Чтобы понять его, мы должны исходить из того, что греческий гений признавал это некогда столь страшно проявлявшее себя стремление и оправдывал его, в то время как в основе орфического направления лежала мысль, что жизнь, имеющая своим корнем такое стремление, – не достойна того, чтобы ее прожить. Борьба и жажда победы были признаны, и ничто так резко не отделяет наш мир от греческого, как выводимая отсюда окраска некоторых этических понятий, как, например, <вражды (>Эриды<)> и зависти128.
Когда путешественник Павсаний во время своего странствия по Греции посетил Геликон129, ему показали очень древний экземпляр первого греческого дидактического стихотворения – «Труды и дни» Гесиода, записанный на свинцовых листах и очень попорченный временем и погодой.
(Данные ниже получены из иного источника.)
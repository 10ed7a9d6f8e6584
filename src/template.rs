use crate::errors::TemplateNotFound;

/// A renderable view known to the host: a handler tag selecting the extraction
/// strategy, plus an accessor for the raw source text.
///
/// The crate never constructs templates itself; hosts hand one in per lookup
/// and nothing is retained afterwards.
pub trait Template {
    /// Tag naming the template dialect, e.g. `"erb"`.
    fn handler(&self) -> &str;

    /// The raw source text, or [`TemplateNotFound`] if the template no longer
    /// exists in the host's store.
    fn source(&self) -> Result<String, TemplateNotFound>;
}

/// In-memory template, for hosts that already hold the source text.
#[derive(Debug, Clone)]
pub struct SourceTemplate {
    handler: String,
    source: String,
}

impl SourceTemplate {
    pub fn new(handler: impl Into<String>, source: impl Into<String>) -> Self {
        Self {
            handler: handler.into(),
            source: source.into(),
        }
    }

    /// Shorthand for an ERB-style template.
    pub fn erb(source: impl Into<String>) -> Self {
        Self::new("erb", source)
    }
}

impl Template for SourceTemplate {
    fn handler(&self) -> &str {
        &self.handler
    }

    fn source(&self) -> Result<String, TemplateNotFound> {
        Ok(self.source.clone())
    }
}
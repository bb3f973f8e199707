//! API Module
//!
//! HTTP surface for the orchestrator.
//! Each submodule handles endpoints for a specific domain.

pub mod credential;
pub mod error;
pub mod events;
pub mod project;
pub mod registry;
pub mod task;

use std::sync::Arc;

use axum::{
    http::{header, HeaderMap},
    routing::{get, post},
    Router,
};
use tower_http::trace::TraceLayer;

use crate::api::error::{ApiError, ApiResult};
use crate::state::AppState;

/// Create the main API router with all endpoints
pub fn create_router(state: Arc<AppState>) -> Router {
    Router::new()
        // Health check
        .route("/health", get(health_check))
        // Event stream
        .route("/events", get(events::stream))
        // Project endpoints
        .route("/project/list", get(project::list))
        .route("/project/create", post(project::create))
        .route("/project/{id}/status", get(project::status))
        .route("/project/{id}/update", post(project::update))
        .route("/project/{id}/destinations", post(project::destinations))
        .route("/project/{id}/triggers", post(project::triggers))
        .route("/project/{id}/environment", post(project::environment))
        .route("/project/{id}/upload", post(project::upload))
        .route("/project/{id}/build/{stage}", post(project::build))
        .route("/project/{id}/delete", post(project::delete))
        // Task endpoints
        .route("/task/list", get(task::list))
        .route("/task/{id}/logs", get(task::logs))
        // Registry endpoints
        .route("/registry/list", get(registry::list))
        .route("/registry/create", post(registry::create))
        .route("/registry/{id}/update", post(registry::update))
        // Credential endpoints
        .route("/credential/list", get(credential::list))
        .route("/credential/create", post(credential::create))
        .route("/credential/{id}/update", post(credential::update))
        // Add state and middleware
        .with_state(state)
        .layer(TraceLayer::new_for_http())
}

async fn health_check() -> &'static str {
    "OK"
}

/// Whether the request carries an acceptable identity: either the
/// server runs with `--no-login`, or the configured admin token is
/// presented as a bearer token.
pub fn authorized(state: &AppState, headers: &HeaderMap) -> bool {
    if state.config.no_login {
        return true;
    }
    let Some(token) = &state.config.admin_token else {
        return false;
    };
    headers
        .get(header::AUTHORIZATION)
        .and_then(|value| value.to_str().ok())
        .and_then(|value| value.strip_prefix("Bearer "))
        .map(|presented| presented == token)
        .unwrap_or(false)
}

/// Guards the mutating admin endpoints
pub fn require_admin(state: &AppState, headers: &HeaderMap) -> ApiResult<()> {
    if authorized(state, headers) {
        Ok(())
    } else {
        Err(ApiError::Unauthorized)
    }
}
//! Event stream schema
//!
//! Every state transition is published as a JSON object with an `event`
//! discriminator. A freshly registered subscriber receives a synthetic
//! `project/list` bootstrap event before any live events.

use serde::Serialize;

use crate::dto::project::ProjectInfo;

/// A single event on the broker stream
#[derive(Debug, Clone, Serialize)]
#[serde(tag = "event")]
pub enum Event {
    #[serde(rename = "project/list")]
    ProjectList { projects: Vec<ProjectInfo> },
    #[serde(rename = "project/create")]
    ProjectCreate {
        #[serde(flatten)]
        project: Box<ProjectInfo>,
    },
    #[serde(rename = "project/update")]
    ProjectUpdate {
        #[serde(flatten)]
        project: Box<ProjectInfo>,
    },
    #[serde(rename = "project/state")]
    ProjectState { id: i64, state: String },
    #[serde(rename = "project/version")]
    ProjectVersion { id: i64, version: i64 },
    #[serde(rename = "task/create")]
    TaskCreate {
        project: i64,
        id: i64,
        #[serde(rename = "type")]
        kind: String,
        time: String,
        state: String,
    },
    #[serde(rename = "task/state")]
    TaskState { project: i64, id: i64, state: String },
}

#[cfg(test)]
mod tests {
    use super::*;

    #[test]
    fn test_event_discriminators() {
        let event = Event::ProjectState {
            id: 2,
            state: "BUILD_SUCCESS".to_string(),
        };
        let json = serde_json::to_value(&event).unwrap();
        assert_eq!(json["event"], "project/state");
        assert_eq!(json["id"], 2);
        assert_eq!(json["state"], "BUILD_SUCCESS");

        let event = Event::TaskCreate {
            project: 2,
            id: 41,
            kind: "BUILDING".to_string(),
            time: "2024-01-01T00:00:00Z".to_string(),
            state: "RUNNING".to_string(),
        };
        let json = serde_json::to_value(&event).unwrap();
        assert_eq!(json["event"], "task/create");
        assert_eq!(json["type"], "BUILDING");
    }

    #[test]
    fn test_bootstrap_event_shape() {
        let event = Event::ProjectList { projects: vec![] };
        let json = serde_json::to_value(&event).unwrap();
        assert_eq!(json["event"], "project/list");
        assert!(json["projects"].as_array().unwrap().is_empty());
    }
}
Тем не менее он мог разобрать, что в противность обычным экземплярам в его начале не было маленького гимна в честь Зевса130, он прямо начинался так: «Две богини Эриды есть на земле». Это одна из самых замечательных эллинских мыслей, достойная того, чтобы неофит запечатлел ее в своем уме у самых врат эллинской этики. «Одну Эриду, если имеешь разум, можно столь же хвалить, сколь порицать другую, потому что нрав совершенно различный у этих богинь. Ибо одна, жестокая, требует злой войны и вражды! Никто из смертных не любит ее, но под игом нужды люди должны оказывать почести тяготящей Эриде, как повелели бессмертные. Ее родила, как старшую, черная ночь; другую же, как много лучшую, Зевс всевластный поставил на корни земли и средь людей. Она и негодного человека побуждает к работе, и если тот, кто не владеет ничем, на другого, богатого, смотрит, то и он, подобно ему, торопится сеять, сажать и свой дом приводит в порядок; сосед в состязанье вступает с соседом, который стремится к достатку. Эта Эрида хороша для людей. Даже гончар с гончаром враждует, плотник с плотником, нищий завидует нищему, певец – певцу»131.